O treinador do Rayo Vallecano, Iñigo Pérez, destacou que ver Vallecas comemorar em suas ruas um possível título da Conference League seria um sonho. Na véspera da final contra o Crystal Palace, o técnico enfatizou que a equipe representa o exemplo de que quem sempre sofre também pode alcançar o sucesso. Pérez afirmou que a ilusão no bairro facilita gerenciar as emoções e as cargas do vestiário.
A otimização de cargas e emoções como vantagem tática 🧠
Iñigo Pérez detalhou que a gestão das cargas físicas e emocionais no Rayo se apoia no apego e na aceitação do sofrimento como parte do DNA do clube. Esta abordagem, que combina dados de desempenho com a conexão com a torcida, permite que a equipe mantenha uma intensidade alta sem se desgastar mentalmente. A comissão técnica utiliza métricas de esforço e desgaste, mas a motivação extra do bairro atua como um catalisador que, segundo Pérez, faz com que os jogadores rendam acima de seu potencial analítico.

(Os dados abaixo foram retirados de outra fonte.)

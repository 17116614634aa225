mod announcements;
mod app;
mod attendance;
mod audit;
mod auth;
mod config;
mod courses;
mod db;
mod enrollments;
mod error;
mod extract;
mod materials;
mod state;
mod students;
#[cfg(test)]
mod testing;

#[tokio::main]
async fn main() -> anyhow::Result<()> {
    dotenvy::dotenv().ok();

    let env_filter = std::env::var("RUST_LOG")
        .unwrap_or_else(|_| "student_portal=debug,axum=info,tower_http=info".to_string());
    let json_logs = std::env::var("LOG_FORMAT")
        .map(|v| v == "json")
        .unwrap_or(false);

    if json_logs {
        tracing_subscriber::fmt()
            .with_env_filter(env_filter)
            .with_target(false)
            .json()
            .init();
    } else {
        tracing_subscriber::fmt().with_env_filter(env_filter).init();
    }

    let state = state::AppState::init().await?;
    let config = state.config.clone();
    let audit = state.audit.clone();

    app::serve(app::build_app(state), &config).await?;

    // drain queued audit entries before exit
    audit.flush().await;
    tracing::info!("shutdown complete");
    Ok(())
}
use serde::{Deserialize, Serialize};
use validator::Validate;

use super::repo_types::Course;
use crate::enrollments::repo_types::{CourseEnrollee, EnrollmentStatus};

fn default_true() -> bool {
    true
}

pub(crate) fn trimmed(value: Option<String>) -> Option<String> {
    value
        .map(|v| v.trim().to_string())
        .filter(|v| !v.is_empty())
}

#[derive(Debug, Clone, Deserialize, Validate)]
pub struct CreateCourseRequest {
    #[validate(length(min = 3, max = 20, message = "Course code must be 3-20 characters"))]
    pub code: String,
    #[validate(length(min = 3, max = 200, message = "Course name must be 3-200 characters"))]
    pub name: String,
    #[validate(length(max = 1000, message = "Description must be at most 1000 characters"))]
    pub description: Option<String>,
    #[validate(range(min = 1, max = 10, message = "Credits must be between 1 and 10"))]
    pub credits: i32,
    #[validate(range(min = 1, max = 500, message = "Capacity must be between 1 and 500"))]
    pub capacity: i32,
    #[validate(length(max = 100, message = "Instructor must be at most 100 characters"))]
    pub instructor: Option<String>,
    #[validate(length(max = 200, message = "Schedule must be at most 200 characters"))]
    pub schedule: Option<String>,
    #[serde(default = "default_true")]
    pub is_active: bool,
}

impl CreateCourseRequest {
    pub fn normalized(self) -> Self {
        Self {
            code: self.code.trim().to_string(),
            name: self.name.trim().to_string(),
            description: trimmed(self.description),
            instructor: trimmed(self.instructor),
            schedule: trimmed(self.schedule),
            ..self
        }
    }
}

#[derive(Debug, Clone, Default, Deserialize, Validate)]
pub struct UpdateCourseRequest {
    #[validate(length(min = 3, max = 20, message = "Course code must be 3-20 characters"))]
    pub code: Option<String>,
    #[validate(length(min = 3, max = 200, message = "Course name must be 3-200 characters"))]
    pub name: Option<String>,
    #[validate(length(max = 1000, message = "Description must be at most 1000 characters"))]
    pub description: Option<String>,
    #[validate(range(min = 1, max = 10, message = "Credits must be between 1 and 10"))]
    pub credits: Option<i32>,
    #[validate(range(min = 1, max = 500, message = "Capacity must be between 1 and 500"))]
    pub capacity: Option<i32>,
    #[validate(length(max = 100, message = "Instructor must be at most 100 characters"))]
    pub instructor: Option<String>,
    #[validate(length(max = 200, message = "Schedule must be at most 200 characters"))]
    pub schedule: Option<String>,
    pub is_active: Option<bool>,
}

impl UpdateCourseRequest {
    pub fn normalized(self) -> Self {
        Self {
            code: self.code.map(|c| c.trim().to_string()),
            name: self.name.map(|n| n.trim().to_string()),
            description: trimmed(self.description),
            instructor: trimmed(self.instructor),
            schedule: trimmed(self.schedule),
            ..self
        }
    }
}

#[derive(Debug, Serialize)]
pub struct CourseDetail {
    #[serde(flatten)]
    pub course: Course,
    pub enrollments: Vec<CourseEnrollee>,
}

/// Course as seen by a student browsing the catalog.
#[derive(Debug, Serialize)]
pub struct CatalogEntry {
    #[serde(flatten)]
    pub course: Course,
    pub available_seats: i64,
    pub enrollment_status: Option<EnrollmentStatus>,
}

O dia em que o sofrimento se tornou plano de jogo ⚽
Se o Rayo vencer a Conference, Vallecas não saberá se deve comemorar o título ou cair no choro por puro costume. Iñigo Pérez normalizou tanto o sofrimento que ninguém mais sabe se o time sofre porque joga bem ou joga bem porque sofre. O certo é que, enquanto outros clubes buscam massagens e psicólogos, em Vallecas o tratamento é simples: um pouco de apego à dor, outro de ilusão, e correr. Se perderem, ao menos terão sofrido com estilo.